Nella prefazione al libro, tu scrivi, a proposito del rapporto che ebbe con Chiara Lubich: “Pasquale seppe porsi di fronte alla fondatrice, e non alle sue spalle (come le focolarine), o al suo fianco (come Giordani): Foresi seppe aiutare la Lubich a fondare un’opera complessa e articolata, se così si può dire, frenandone l’impeto fondatore, non con spirito censorio ma affinché nascessero opere durature”. Cosa intendevi?
«Foresi è stato una delle pochissime persone, credo l’unica che, all’interno del Movimento dei Focolari, ha veramente saputo dire a Chiara “no”. Non è che lo diceva per dirle “no”, lo ha fatto perché era, diciamo, colui che il Signore aveva pensato di mettere accanto a Chiara per incarnare e realizzare le intuizioni mistiche di Chiara. Quindi, il compito di don Foresi è stato anche quello di dire di “no” a Chiara, perché probabilmente lei avrebbe fatto delle cose straordinarie, che però non avrebbero avuto una realizzazione pratica, sarebbero morte. Per cui, è una funzione oscura quella di Foresi ma importantissima».
Don Foresi è stato anche la persona che ha contribuito fortemente alla realizzazione di opere che ancora esprimono la spiritualità dei Focolari: la casa editrice Città Nuova, il Centro Mariapoli di Castelgandolfo… e Loppiano. Tu che l’hai conosciuto e intervistato tante volte… come capì che quella terra che era venuto a vedere per venderla poteva diventare il primo esperimento di una “mariapoli” permanente?
«In Foresi c’era un’intelligenza straordinaria, sintetica, non analitica. I suoi libri non danno ragione di tutto quello che lui sapeva perché in qualche modo non aveva la pazienza o il tempo di mettersi a fare dei libri di analisi filosofica. In particolare, però, lui aveva una conoscenza fuori dal comune, per il pensiero dell’epoca, e riusciva a fare delle sintesi operative. È questa la sua grande capacità. Chiara lo ha scelto perché l’aiutava ad incarnare.

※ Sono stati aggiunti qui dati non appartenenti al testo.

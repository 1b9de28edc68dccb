//! Shared fixtures for integration tests

#![allow(dead_code)]

use serde_json::{json, Value};
use std::io::Write;
use tempfile::NamedTempFile;

/// A small prosopography: two people, a friendship, a kinship, and places
pub fn prosopography() -> Value {
    json!({
        "@context": {
            "snap": "http://data.snapdrgn.net/ontology/snap#",
            "rdfs": "http://www.w3.org/2000/01/rdf-schema#"
        },
        "@graph": [
            {
                "@id": "person:cicero",
                "@type": "snap:Person",
                "rdfs:label": "Marcus Tullius Cicero",
                "snap:has-bond": [
                    {"@id": "bond:friend-1", "rdfs:label": "friend of Atticus"},
                    {"@id": "bond:kin-1", "rdfs:label": "brother of Quintus"}
                ],
                "snap:associated-place": {"@id": "place:arpinum", "rdfs:label": "Arpinum"}
            },
            {
                "@id": "bond:friend-1",
                "@type": "snap:FriendshipFor",
                "snap:bond-with": {"@id": "person:atticus"}
            },
            {
                "@id": "bond:kin-1",
                "@type": ["snap:SiblingOf", "snap:KinOf"],
                "snap:bond-with": {"@id": "person:quintus"}
            },
            {
                "@id": "person:atticus",
                "@type": "snap:Person",
                "rdfs:label": "Titus Pomponius Atticus",
                "snap:associatedPlace": [{"@id": "place:rome"}]
            },
            {
                "@id": "place:arpinum",
                "rdfs:label": "Arpinum"
            }
        ]
    })
}

/// Write `document` to a temporary file
pub fn document_file(document: &Value) -> NamedTempFile {
    let mut file = NamedTempFile::new().expect("create temp file");
    write!(file, "{}", document).expect("write document");
    file
}

pub fn node_ids(graph: &snap_graph::Graph) -> Vec<&str> {
    graph.nodes.iter().map(|n| n.id.as_str()).collect()
}

pub fn edge_ids(graph: &snap_graph::Graph) -> Vec<&str> {
    graph.edges.iter().map(|e| e.id.as_str()).collect()
}
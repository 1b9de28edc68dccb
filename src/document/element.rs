//! Classification of `@graph` elements into graph roles
//!
//! Precedence, first match wins:
//! 1. `snap:has-bond` or an associated-place predicate: a node that owns links
//! 2. `snap:bond-with`: a relationship element
//! 3. anything else: a plain node
//!
//! A predicate value is either one referenced object or an array of them.
//! The array form is treated as to-many whatever its length.

use super::error::{DocumentError, DocumentResult};
use super::vocab;
use serde_json::{Map, Value};

type Fields = Map<String, Value>;

/// An object a predicate points at: `{"@id": ..., "rdfs:label": ...}`
#[derive(Debug, Clone, Copy, PartialEq, Eq)]
pub struct Reference<'a> {
    pub id: &'a str,
    pub label: Option<&'a str>,
}

/// What an element contributes to the graph
#[derive(Debug, Clone, PartialEq, Eq)]
pub enum Role<'a> {
    /// A node with outgoing bonds and/or associated places
    LinkedNode {
        bonds: Vec<Reference<'a>>,
        places: Vec<Reference<'a>>,
    },
    /// A bond, keyed by the element's own id, pointing at its partner
    Relationship { partners: Vec<Reference<'a>> },
    /// A node and nothing else
    Node,
}

/// A classified view over one element of the document
#[derive(Debug, Clone)]
pub struct Element<'a> {
    /// Position in `@graph`
    pub index: usize,
    pub id: &'a str,
    pub label: Option<&'a str>,
    pub kind: Option<&'a str>,
    pub role: Role<'a>,
    raw: &'a Value,
}

impl<'a> Element<'a> {
    /// Read and classify the element at `index`
    pub fn parse(index: usize, value: &'a Value) -> DocumentResult<Self> {
        let fields = value
            .as_object()
            .ok_or_else(|| DocumentError::element(index, "element is not an object"))?;
        let id = string_id(fields)
            .ok_or_else(|| DocumentError::element(index, "missing string `@id`"))?;

        Ok(Self {
            index,
            id,
            label: label(fields),
            kind: kind(fields),
            role: classify(index, fields)?,
            raw: value,
        })
    }

    /// The element exactly as it appeared in the document
    pub fn raw(&self) -> &'a Value {
        self.raw
    }
}

fn classify<'a>(index: usize, fields: &'a Fields) -> DocumentResult<Role<'a>> {
    let bond_value = fields.get(vocab::HAS_BOND);
    let place_values: Vec<(&str, &'a Value)> = vocab::ASSOCIATED_PLACE
        .iter()
        .filter_map(|key| fields.get(*key).map(|value| (*key, value)))
        .collect();

    if bond_value.is_some() || !place_values.is_empty() {
        let bonds = match bond_value {
            Some(value) => references(index, vocab::HAS_BOND, value)?,
            None => Vec::new(),
        };
        let mut places = Vec::new();
        for (key, value) in place_values {
            places.extend(references(index, key, value)?);
        }
        return Ok(Role::LinkedNode { bonds, places });
    }

    if let Some(value) = fields.get(vocab::BOND_WITH) {
        let partners = references(index, vocab::BOND_WITH, value)?;
        return Ok(Role::Relationship { partners });
    }

    Ok(Role::Node)
}

fn references<'a>(
    index: usize,
    predicate: &str,
    value: &'a Value,
) -> DocumentResult<Vec<Reference<'a>>> {
    match value {
        Value::Array(items) => items
            .iter()
            .map(|item| reference(index, predicate, item))
            .collect(),
        single => Ok(vec![reference(index, predicate, single)?]),
    }
}

fn reference<'a>(index: usize, predicate: &str, value: &'a Value) -> DocumentResult<Reference<'a>> {
    let fields = value.as_object().ok_or_else(|| {
        DocumentError::element(index, format!("`{predicate}` must reference an object"))
    })?;
    let id = string_id(fields).ok_or_else(|| {
        DocumentError::element(index, format!("`{predicate}` reference has no string `@id`"))
    })?;
    Ok(Reference {
        id,
        label: label(fields),
    })
}

fn string_id(fields: &Fields) -> Option<&str> {
    fields.get(vocab::ID)?.as_str()
}

/// `rdfs:label` as a plain string, a `{"@value": ...}` literal, or the first of an array of either
fn label(fields: &Fields) -> Option<&str> {
    literal(fields.get(vocab::LABEL)?)
}

fn literal(value: &Value) -> Option<&str> {
    match value {
        Value::String(s) => Some(s.as_str()),
        Value::Object(obj) => obj.get("@value")?.as_str(),
        Value::Array(items) => items.iter().find_map(literal),
        _ => None,
    }
}

/// `@type` as a string, or the first string of an array
fn kind(fields: &Fields) -> Option<&str> {
    match fields.get(vocab::TYPE)? {
        Value::String(s) => Some(s.as_str()),
        Value::Array(items) => items.iter().find_map(Value::as_str),
        _ => None,
    }
}
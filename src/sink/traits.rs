//! GraphSink trait: the capability a graph-bearing destination provides

use crate::graph::Graph;

/// A destination that holds a property graph.
///
/// An existing sink is refreshed with `clear` followed by `read`; a new one is
/// constructed from its configuration with the graph attached.
pub trait GraphSink: Sized {
    /// Configuration a new instance is constructed from
    type Config;

    /// Attach `graph` to `config` and construct a new instance from it
    fn from_config(config: Self::Config, graph: Graph) -> Self;

    /// Drop the current graph state
    fn clear(&mut self);

    /// Load every node and edge of `graph`
    fn read(&mut self, graph: Graph);
}
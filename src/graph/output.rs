//! The finalized property graph handed to sinks

use super::edge::EdgeRecord;
use super::node::NodeRecord;
use serde::{Deserialize, Serialize};
use std::collections::HashSet;

/// A flat property graph: `{nodes, edges}` in first-seen order
#[derive(Debug, Clone, Default, PartialEq, Serialize, Deserialize)]
pub struct Graph {
    #[serde(default)]
    pub nodes: Vec<NodeRecord>,
    #[serde(default)]
    pub edges: Vec<EdgeRecord>,
}

impl Graph {
    pub fn new() -> Self {
        Self::default()
    }

    pub fn with_records(nodes: Vec<NodeRecord>, edges: Vec<EdgeRecord>) -> Self {
        Self { nodes, edges }
    }

    pub fn is_empty(&self) -> bool {
        self.nodes.is_empty() && self.edges.is_empty()
    }

    pub fn node_count(&self) -> usize {
        self.nodes.len()
    }

    pub fn edge_count(&self) -> usize {
        self.edges.len()
    }

    pub fn node(&self, id: &str) -> Option<&NodeRecord> {
        self.nodes.iter().find(|n| n.id == id)
    }

    pub fn edge(&self, id: &str) -> Option<&EdgeRecord> {
        self.edges.iter().find(|e| e.id == id)
    }

    pub fn stats(&self) -> GraphStats {
        GraphStats::from_records(self.nodes.iter(), self.edges.iter())
    }
}

/// Counts describing how complete a graph is
#[derive(Debug, Clone, Copy, Default, PartialEq, Eq, Serialize)]
pub struct GraphStats {
    pub nodes: usize,
    pub edges: usize,
    /// Edges still missing a source or a target
    pub open_edges: usize,
    /// Endpoints naming an id no node carries
    pub dangling_endpoints: usize,
}

impl GraphStats {
    pub fn from_records<'a>(
        nodes: impl Iterator<Item = &'a NodeRecord>,
        edges: impl Iterator<Item = &'a EdgeRecord>,
    ) -> Self {
        let mut stats = Self::default();
        let mut node_ids: HashSet<&str> = HashSet::new();
        for node in nodes {
            stats.nodes += 1;
            node_ids.insert(node.id.as_str());
        }
        for edge in edges {
            stats.edges += 1;
            if !edge.is_connected() {
                stats.open_edges += 1;
            }
            stats.dangling_endpoints += [&edge.source, &edge.target]
                .into_iter()
                .flatten()
                .filter(|id| !node_ids.contains(id.as_str()))
                .count();
        }
        stats
    }
}

impl std::fmt::Display for GraphStats {
    fn fmt(&self, f: &mut std::fmt::Formatter<'_>) -> std::fmt::Result {
        write!(
            f,
            "{} nodes, {} edges ({} open, {} dangling endpoints)",
            self.nodes, self.edges, self.open_edges, self.dangling_endpoints
        )
    }
}
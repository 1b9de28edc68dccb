//! JSON-LD keys and SNAP ontology predicates the builder reads

/// Root key holding the element list
pub const GRAPH: &str = "@graph";
pub const ID: &str = "@id";
pub const TYPE: &str = "@type";
pub const LABEL: &str = "rdfs:label";

/// Element is a node owning one or more bonds (edges keyed by the bond's id)
pub const HAS_BOND: &str = "snap:has-bond";

/// Element is a node linked to a place; the link has no id of its own.
///
/// Both spellings appear in published SNAP documents.
pub const ASSOCIATED_PLACE: [&str; 2] = ["snap:associated-place", "snap:associatedPlace"];

/// Element is itself a bond pointing at its target node
pub const BOND_WITH: &str = "snap:bond-with";
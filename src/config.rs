//! Conversion settings, read from YAML
//!
//! ```yaml
//! node_attributes:    # layered over the built-in {x: 1, y: 1, size: 10}
//!   size: 4
//!   color: "#888"
//! keep_raw_source: false
//! pretty: true
//! ```

use crate::document::GraphBuilder;
use crate::graph::{is_reserved_attribute, Attributes, NodeDefaults};
use serde::{Deserialize, Serialize};
use std::path::{Path, PathBuf};
use thiserror::Error;
use tracing::debug;

/// Errors that can occur while loading configuration
#[derive(Debug, Error)]
pub enum ConfigError {
    #[error("cannot read config {path}: {source}")]
    Io {
        path: PathBuf,
        #[source]
        source: std::io::Error,
    },

    #[error("invalid config: {0}")]
    Yaml(#[from] serde_yaml::Error),

    #[error("invalid config: node attribute `{0}` is a reserved node field")]
    ReservedAttribute(String),
}

pub type ConfigResult<T> = Result<T, ConfigError>;

#[derive(Debug, Clone, Default, PartialEq, Serialize, Deserialize)]
#[serde(default)]
pub struct SnapConfig {
    /// Extra or overriding default node attributes
    pub node_attributes: Attributes,
    /// Attach each source element to the record it produced
    pub keep_raw_source: bool,
    /// Pretty-print JSON output
    pub pretty: bool,
}

impl SnapConfig {
    pub fn from_yaml_str(text: &str) -> ConfigResult<Self> {
        let config: Self = serde_yaml::from_str(text)?;
        config.validate()?;
        Ok(config)
    }

    /// Reject node attributes that would shadow `id`, `label` or `rawSource`
    pub fn validate(&self) -> ConfigResult<()> {
        match self.node_attributes.keys().find(|key| is_reserved_attribute(key)) {
            Some(key) => Err(ConfigError::ReservedAttribute(key.clone())),
            None => Ok(()),
        }
    }

    pub fn load(path: &Path) -> ConfigResult<Self> {
        let text = std::fs::read_to_string(path).map_err(|source| ConfigError::Io {
            path: path.to_path_buf(),
            source,
        })?;
        debug!(path = %path.display(), "loaded config");
        Self::from_yaml_str(&text)
    }

    /// Load `path` if given, else the default location if that file exists,
    /// else fall back to the built-in settings.
    pub fn load_or_default(path: Option<&Path>) -> ConfigResult<Self> {
        if let Some(path) = path {
            return Self::load(path);
        }
        match Self::default_path() {
            Some(path) if path.is_file() => Self::load(&path),
            _ => Ok(Self::default()),
        }
    }

    /// `<config dir>/snapgraph/config.yaml`
    pub fn default_path() -> Option<PathBuf> {
        dirs::config_dir().map(|dir| dir.join("snapgraph").join("config.yaml"))
    }

    pub fn node_defaults(&self) -> NodeDefaults {
        NodeDefaults::default().merged(&self.node_attributes)
    }

    pub fn graph_builder(&self) -> GraphBuilder {
        GraphBuilder::new()
            .with_defaults(self.node_defaults())
            .keep_raw_source(self.keep_raw_source)
    }
}
//! snap-graph: SNAP ontology JSON-LD to flat property graphs
//!
//! Reads a JSON-LD document written against the SNAP vocabulary and produces
//! a `{nodes, edges}` graph that generic graph renderers can load.
//!
//! # Core Concepts
//!
//! - **Elements**: entries of the document's `@graph`, each classified as a
//!   linked node, a relationship, or a plain node
//! - **Registry**: de-duplicates nodes and edges by id while a document is read
//! - **Sinks**: destinations for the finished graph (an existing sink, a new
//!   one built from configuration, or just a callback)
//!
//! # Example
//!
//! ```
//! use serde_json::json;
//! use snap_graph::build_graph;
//!
//! let document = json!({"@graph": [
//!     {"@id": "A", "rdfs:label": "Alpha", "snap:has-bond": {"@id": "e1", "rdfs:label": "Link"}},
//!     {"@id": "e1", "snap:bond-with": {"@id": "B"}}
//! ]});
//!
//! let graph = build_graph(&document).unwrap();
//! assert_eq!(graph.node_count(), 2);
//! assert_eq!(graph.edges[0].target.as_deref(), Some("B"));
//! ```

pub mod acquire;
pub mod config;
pub mod document;
mod graph;
pub mod sink;

pub use acquire::{
    AcquireError, AcquireResult, DocumentLoader, DocumentSource, FileTransport, StaticTransport,
    Transport,
};
pub use config::{ConfigError, SnapConfig};
pub use document::{build_graph, build_graph_from_str, DocumentError, DocumentResult, GraphBuilder};
pub use graph::{
    fill_node, is_reserved_attribute, Attributes, EdgeRecord, Graph, GraphStats, NodeDefaults,
    NodeRecord, Registry, RESERVED_ATTRIBUTES,
};
pub use sink::{
    deliver, Callback, Delivered, Delivery, Destination, GraphSink, MemoryGraph, MemoryGraphConfig,
};

/// Library version
pub const VERSION: &str = env!("CARGO_PKG_VERSION");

Si era ricevuto in eredità questo appezzamento di terreno da Vincenzo Folonari, attorno alla villa che era stata di Giovanni Papini, la Tenuta Loppiano. Prima di venderla Foresi dice “ma andiamo a vederla”. È venuto quassù con, mi sembra, Giorgio Marchetti, mio padre Danilo e un’altra persona. Hanno visto questo terreno e lì, è nata l’idea di farne un centro stabile. Poi, ne ha parlato con Chiara e, nel vai e vieni delle discussioni si è pensato di farne il centro per la scuola dei focolarini, ed è partito tutto il progetto Loppiano. Ricordo una lunga conversazione che ho avuto con lui nel 1985, dopo che, nel 1967, si era ammalato, per il primo libro su Loppiano. Per ore, mi aveva raccontato la sua disperazione per aver tradito, in qualche modo, il disegno di Dio. Lui aveva… e questo faceva parte della sua prova spirituale, lui aveva l’impressione di aver tradito quello che era il carisma di Chiara Lubich. In realtà, Chiara ha detto mille volte che non c’era stato tradimento anzi, è stata lei stessa a mettere il marchio su Loppiano, che poi è diventata il modello per tante altre cittadelle nel mondo».
Insomma, “In fuga dalla verità” è un libro che vi consigliamo, perché è avvincente come un romanzo. Oltre alla storia del protagonista, ha la capacità di farti assaporare le atmosfere e la complessità affascinante di un’epoca, quella della prima metà del 1900.